The inauspicious start to the day was followed sequentially by a dead car battery (always unplug your 12volt power inverter), a mid-Ohio traffic jam to rival the Kosciusko Bridge at 5:10pm on a Friday, and an improvised detour that led to real detour. After our morning meander we arrived in the hard-scrabble town of Ashland round about 12 o’clock in the pm.
Ashland’s the kind of worn town that you find spread across the Northeast and Midwest. It’s a number of factories in various states of decay, with endless strips of strip malls filled with the same institutional stores that fill endless strips of strip malls everywhere.

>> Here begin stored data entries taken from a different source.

//! Mock driver and dispatcher.

use composable_requests_core::{Action, Request, RequestAction, RequestError, Response, Value};
use composable_requests_runtime::driver::{Driver, DriverCall};
use composable_requests_runtime::orchestrator::Dispatcher;
use futures::future::{BoxFuture, FutureExt};
use std::collections::{HashMap, VecDeque};
use std::sync::{Arc, Mutex, MutexGuard, PoisonError};
use std::time::Duration;
use tokio::sync::oneshot;

type Reply = Result<Response, RequestError>;

#[derive(Default)]
struct MockState {
    replies: HashMap<String, Reply>,
    gates: HashMap<String, VecDeque<oneshot::Receiver<Reply>>>,
    calls: Vec<Request>,
    cancelled: Vec<String>,
}

fn lock(state: &Mutex<MockState>) -> MutexGuard<'_, MockState> {
    state.lock().unwrap_or_else(PoisonError::into_inner)
}

/// Scripted driver keyed by request URL
///
/// - [`respond`](Self::respond) / [`fail`](Self::fail) script an immediate
///   reply reused for every call to a URL
/// - [`gate`](Self::gate) makes the next call to a URL wait until the test
///   settles the returned [`Gate`]
/// - Calls to URLs without a script fail with a driver error
///
/// Every call and every invocation of a call's cancel capability is recorded.
///
/// # Example
///
/// ```
/// use composable_requests_testing::MockDriver;
/// use composable_requests_core::Response;
///
/// let driver = MockDriver::new().respond("/books", Response::with_data(vec!["Dune"]));
/// let shared = driver.clone().into_driver();
/// # let _ = shared;
/// assert!(driver.calls().is_empty());
/// ```
#[derive(Clone, Default)]
pub struct MockDriver {
    state: Arc<Mutex<MockState>>,
    uncancellable: bool,
}

impl MockDriver {
    /// Driver with nothing scripted
    #[must_use]
    pub fn new() -> Self {
        Self::default()
    }

    /// Builder: calls expose no cancel capability
    #[must_use]
    pub const fn without_cancel(mut self) -> Self {
        self.uncancellable = true;
        self
    }

    /// Builder: every call to `url` succeeds with `response`
    #[must_use]
    pub fn respond(self, url: impl Into<String>, response: Response) -> Self {
        lock(&self.state).replies.insert(url.into(), Ok(response));
        self
    }

    /// Builder: every call to `url` fails with `error` as driver payload
    #[must_use]
    pub fn fail(self, url: impl Into<String>, error: Value) -> Self {
        lock(&self.state)
            .replies
            .insert(url.into(), Err(RequestError::Driver(error)));
        self
    }

    /// Hold the next call to `url` until the returned gate is settled
    ///
    /// Dropping the gate unsettled makes the call report an abort.
    #[must_use]
    pub fn gate(&self, url: impl Into<String>) -> Gate {
        let (sender, receiver) = oneshot::channel();
        lock(&self.state)
            .gates
            .entry(url.into())
            .or_default()
            .push_back(receiver);
        Gate { sender }
    }

    /// Share as a driver trait object
    #[must_use]
    pub fn into_driver(self) -> Arc<dyn Driver> {
        Arc::new(self)
    }

    /// Requests received so far, in call order
    #[must_use]
    pub fn calls(&self) -> Vec<Request> {
        lock(&self.state).calls.clone()
    }

    /// URLs whose calls had their cancel capability invoked
    #[must_use]
    pub fn cancelled(&self) -> Vec<String> {
        lock(&self.state).cancelled.clone()
    }

    /// Wait until at least `count` calls were made
    ///
    /// Returns `false` if that did not happen within `timeout`.
    pub async fn wait_for_calls(&self, count: usize, timeout: Duration) -> bool {
        tokio::time::timeout(timeout, async {
            while lock(&self.state).calls.len() < count {
                tokio::time::sleep(Duration::from_millis(1)).await;
            }
        })
        .await
        .is_ok()
    }
}

impl Driver for MockDriver {
    fn execute(&self, request: Request, _action: &RequestAction) -> DriverCall {
        let url = request.url.clone().unwrap_or_default();

        let call = {
            let mut state = lock(&self.state);
            state.calls.push(request);

            let gated = state.gates.get_mut(&url).and_then(VecDeque::pop_front);
            match gated {
                Some(receiver) => DriverCall::new(async move {
                    receiver.await.unwrap_or(Err(RequestError::Aborted))
                }),
                None => DriverCall::ready(state.replies.get(&url).cloned().unwrap_or_else(|| {
                    Err(RequestError::driver(serde_json::json!({
                        "message": format!("No reply scripted for {url}")
                    })))
                })),
            }
        };

        if self.uncancellable {
            return call;
        }

        let state = Arc::clone(&self.state);
        call.with_cancel(move || lock(&state).cancelled.push(url))
    }
}

/// Pending reply of a gated [`MockDriver`] call
#[derive(Debug)]
pub struct Gate {
    sender: oneshot::Sender<Reply>,
}

impl Gate {
    /// Let the call succeed; `false` if nobody waits for it anymore
    pub fn resolve(self, response: Response) -> bool {
        self.sender.send(Ok(response)).is_ok()
    }

    /// Let the call fail; `false` if nobody waits for it anymore
    pub fn reject(self, error: RequestError) -> bool {
        self.sender.send(Err(error)).is_ok()
    }
}

/// Dispatcher recording every action, with scripted cached query data
///
/// Lets orchestrator tests run without a store or reducer.
#[derive(Default)]
pub struct RecordingDispatcher {
    actions: Mutex<Vec<Action>>,
    queries: HashMap<String, Value>,
}

impl RecordingDispatcher {
    /// Dispatcher with no cached data
    #[must_use]
    pub fn new() -> Self {
        Self::default()
    }

    /// Builder: cached data returned for the query slice `request_type`
    #[must_use]
    pub fn with_query_data(mut self, request_type: impl Into<String>, data: Value) -> Self {
        self.queries.insert(request_type.into(), data);
        self
    }

    /// Actions dispatched so far
    #[must_use]
    pub fn actions(&self) -> Vec<Action> {
        self.actions.lock().unwrap_or_else(PoisonError::into_inner).clone()
    }

    /// Types of the actions dispatched so far
    #[must_use]
    pub fn action_types(&self) -> Vec<String> {
        self.actions()
            .iter()
            .map(|action| action.action_type().to_string())
            .collect()
    }
}

impl Dispatcher for RecordingDispatcher {
    fn dispatch(&self, action: Action) -> BoxFuture<'_, ()> {
        self.actions
            .lock()
            .unwrap_or_else(PoisonError::into_inner)
            .push(action);
        futures::future::ready(()).boxed()
    }

    fn query_data(&self, request_type: String) -> BoxFuture<'_, Option<Value>> {
        futures::future::ready(self.queries.get(&request_type).cloned()).boxed()
    }
}
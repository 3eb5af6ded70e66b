//! # Composable Requests Runtime
//!
//! Runtime side of Composable Requests: everything that performs I/O.
//!
//! ## Core Components
//!
//! - **Driver**: executes request descriptors ([`driver::Driver`])
//! - **Orchestrator**: turns request actions into driver calls, tracks them
//!   for cancellation and runs the interceptor pipeline
//!   ([`orchestrator::Orchestrator`])
//! - **Registry**: in-flight calls by dedup key ([`registry::PendingCallRegistry`])
//! - **Store**: state + reducer behind the orchestrator ([`Store`])
//!
//! ## Example
//!
//! ```
//! use composable_requests_cache::{NetworkReducer, NetworkState, get_query};
//! use composable_requests_core::{Request, RequestAction, Response};
//! use composable_requests_runtime::Store;
//! use composable_requests_runtime::config::OrchestratorConfig;
//! use composable_requests_runtime::driver::{DriverCall, driver_fn};
//!
//! # #[tokio::main(flavor = "current_thread")]
//! # async fn main() -> Result<(), Box<dyn std::error::Error>> {
//! let driver = driver_fn(|_request, _action| DriverCall::ready(Ok(Response::with_data(vec!["Dune"]))));
//! let store = Store::new(NetworkState::default(), NetworkReducer::default(), OrchestratorConfig::new(driver));
//!
//! store.send(RequestAction::new("FETCH_BOOKS", Request::get("/books")).into()).await?;
//!
//! let books = store.state(|s| get_query(s, "FETCH_BOOKS").data).await;
//! assert_eq!(books, serde_json::json!(["Dune"]));
//! # Ok(())
//! # }
//! ```

/// Orchestrator and store configuration
pub mod config;

/// Driver contract
pub mod driver;

/// Interceptor pipeline state machine
mod interceptor;

/// Prometheus metrics for observability
pub mod metrics;

/// Request orchestration
pub mod orchestrator;

/// Pending call registry
pub mod registry;

/// Store runtime
pub mod store;

/// Error types for the Store runtime
pub mod error {
    use thiserror::Error;

    /// Errors that can occur during Store operations
    ///
    /// Request failures are not store errors: they end in error or abort
    /// actions and are reported through
    /// [`RequestFailure`](crate::orchestrator::RequestFailure).
    #[derive(Error, Debug, Clone, PartialEq, Eq)]
    pub enum StoreError {
        /// A request action carried an empty batch
        ///
        /// Rejected before any interceptor runs or anything is dispatched.
        #[error("Request action {0} has an empty batch")]
        InvalidPayload(String),

        /// Store is shutting down and not accepting new actions
        #[error("Store is shutting down")]
        ShutdownInProgress,

        /// Shutdown timed out waiting for pending calls
        #[error("Shutdown timed out with {0} keys still pending")]
        ShutdownTimeout(usize),

        /// Timeout waiting for a matching action
        ///
        /// Returned by `send_and_wait_for` when the timeout expires before
        /// a matching action is received.
        #[error("Timeout waiting for action")]
        Timeout,

        /// Action broadcast channel closed
        #[error("Action broadcast channel closed")]
        ChannelClosed,
    }
}

pub use config::{Interceptors, OrchestratorConfig, StoreConfig, TakeLatest};
pub use driver::{Driver, DriverCall, Drivers};
pub use error::StoreError;
pub use orchestrator::{Dispatcher, Handled, Orchestrator, RequestFailure, RequestOutcome, RequestSuccess};
pub use store::Store;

And at the center is an absolutely decimated downtown that once was, what local Ron Simmons today called “a bustler,” hollowed out of any hustle or bustle. Since Ohio is the swingingest of swing states, political signs for every imaginable office cover the sides of rural roads like crown vetch and storefronts like cobwebs.
The hard-luck we found in Ashland is the recent closure of the Archway Cookies plant. Almost 300 workers lost their jobs without notice on October 6 and according to locals it’s the fourth major plant closing in the last decade. Each of the people we met to today, regardless of the candidate they will endorse on November 4, mentioned the disappearance of jobs from the town and only a handful saw the change in the White House as capable of bringing a halt to the city’s economic decline.